*** GIVEN INFORMATION Section Begins ***
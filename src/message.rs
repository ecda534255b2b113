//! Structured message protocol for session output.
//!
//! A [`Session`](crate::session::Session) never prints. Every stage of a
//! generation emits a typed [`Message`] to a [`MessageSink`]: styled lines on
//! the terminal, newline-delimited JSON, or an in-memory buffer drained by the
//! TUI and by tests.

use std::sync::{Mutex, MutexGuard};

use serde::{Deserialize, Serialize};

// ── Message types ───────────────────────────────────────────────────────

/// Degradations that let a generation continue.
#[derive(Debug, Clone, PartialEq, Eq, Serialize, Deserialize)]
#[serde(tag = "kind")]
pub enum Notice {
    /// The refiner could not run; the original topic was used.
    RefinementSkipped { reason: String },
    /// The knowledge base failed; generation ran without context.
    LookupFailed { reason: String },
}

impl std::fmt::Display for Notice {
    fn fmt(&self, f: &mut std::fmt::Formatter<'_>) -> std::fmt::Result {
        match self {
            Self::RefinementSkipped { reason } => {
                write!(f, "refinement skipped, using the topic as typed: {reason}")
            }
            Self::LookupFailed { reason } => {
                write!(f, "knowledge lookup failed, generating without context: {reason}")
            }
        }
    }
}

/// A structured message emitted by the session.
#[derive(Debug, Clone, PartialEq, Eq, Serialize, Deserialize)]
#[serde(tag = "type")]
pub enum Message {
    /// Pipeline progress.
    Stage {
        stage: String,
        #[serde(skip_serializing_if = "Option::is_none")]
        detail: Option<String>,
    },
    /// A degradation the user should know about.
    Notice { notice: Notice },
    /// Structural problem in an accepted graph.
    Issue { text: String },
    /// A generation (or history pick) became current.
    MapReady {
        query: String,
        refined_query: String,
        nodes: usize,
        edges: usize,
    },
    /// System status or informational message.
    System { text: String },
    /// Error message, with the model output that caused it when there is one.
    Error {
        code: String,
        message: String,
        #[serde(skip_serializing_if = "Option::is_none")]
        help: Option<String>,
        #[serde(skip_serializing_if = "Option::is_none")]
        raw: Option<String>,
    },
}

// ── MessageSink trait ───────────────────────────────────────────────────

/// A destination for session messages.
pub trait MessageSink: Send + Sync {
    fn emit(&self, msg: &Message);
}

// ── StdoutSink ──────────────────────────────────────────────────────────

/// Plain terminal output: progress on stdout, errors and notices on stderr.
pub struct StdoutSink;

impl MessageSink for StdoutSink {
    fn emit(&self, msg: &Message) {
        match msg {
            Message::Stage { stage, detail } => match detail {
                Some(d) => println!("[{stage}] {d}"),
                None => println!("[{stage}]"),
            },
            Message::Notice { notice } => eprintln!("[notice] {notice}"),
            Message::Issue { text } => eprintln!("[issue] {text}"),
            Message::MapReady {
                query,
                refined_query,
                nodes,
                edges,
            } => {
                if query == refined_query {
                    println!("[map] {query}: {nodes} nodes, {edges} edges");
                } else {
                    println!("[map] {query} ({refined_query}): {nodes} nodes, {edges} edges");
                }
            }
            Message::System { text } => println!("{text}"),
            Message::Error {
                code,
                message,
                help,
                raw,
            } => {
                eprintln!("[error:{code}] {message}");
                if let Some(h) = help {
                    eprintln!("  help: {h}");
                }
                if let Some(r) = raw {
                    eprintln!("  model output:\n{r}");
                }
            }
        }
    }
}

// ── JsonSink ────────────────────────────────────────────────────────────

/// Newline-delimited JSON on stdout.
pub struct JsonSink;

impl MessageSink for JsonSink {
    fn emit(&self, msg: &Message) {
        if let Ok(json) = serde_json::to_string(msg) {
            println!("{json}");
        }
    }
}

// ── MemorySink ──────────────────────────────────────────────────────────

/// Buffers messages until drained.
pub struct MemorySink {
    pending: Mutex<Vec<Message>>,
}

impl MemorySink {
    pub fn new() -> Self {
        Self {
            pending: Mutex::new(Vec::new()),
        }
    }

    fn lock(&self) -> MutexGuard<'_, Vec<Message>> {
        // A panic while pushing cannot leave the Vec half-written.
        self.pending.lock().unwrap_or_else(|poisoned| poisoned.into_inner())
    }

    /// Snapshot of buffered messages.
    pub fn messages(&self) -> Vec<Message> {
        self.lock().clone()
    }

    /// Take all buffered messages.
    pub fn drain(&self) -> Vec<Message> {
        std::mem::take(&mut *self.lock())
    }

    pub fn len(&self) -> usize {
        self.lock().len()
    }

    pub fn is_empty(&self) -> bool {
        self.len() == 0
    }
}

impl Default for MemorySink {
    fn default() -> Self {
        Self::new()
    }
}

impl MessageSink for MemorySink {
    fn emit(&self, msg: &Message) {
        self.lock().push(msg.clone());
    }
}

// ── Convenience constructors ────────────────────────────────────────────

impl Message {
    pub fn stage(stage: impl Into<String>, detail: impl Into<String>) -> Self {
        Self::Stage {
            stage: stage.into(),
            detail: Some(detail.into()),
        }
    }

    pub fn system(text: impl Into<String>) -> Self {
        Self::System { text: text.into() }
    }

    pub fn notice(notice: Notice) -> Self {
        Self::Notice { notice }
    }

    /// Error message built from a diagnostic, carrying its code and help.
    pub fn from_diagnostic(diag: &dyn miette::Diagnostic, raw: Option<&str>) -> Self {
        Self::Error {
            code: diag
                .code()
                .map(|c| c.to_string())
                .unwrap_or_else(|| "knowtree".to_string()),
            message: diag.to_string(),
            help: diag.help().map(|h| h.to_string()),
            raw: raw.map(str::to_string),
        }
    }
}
*** GIVEN INFORMATION Section Ends ***
> [PROMPT]
Copy out each line of the data that holds the string "session".

> [RESPONSE BELOW]
//! Structured message protocol for session output.
//! A [`Session`](crate::session::Session) never prints. Every stage of a
/// A structured message emitted by the session.
/// A destination for session messages.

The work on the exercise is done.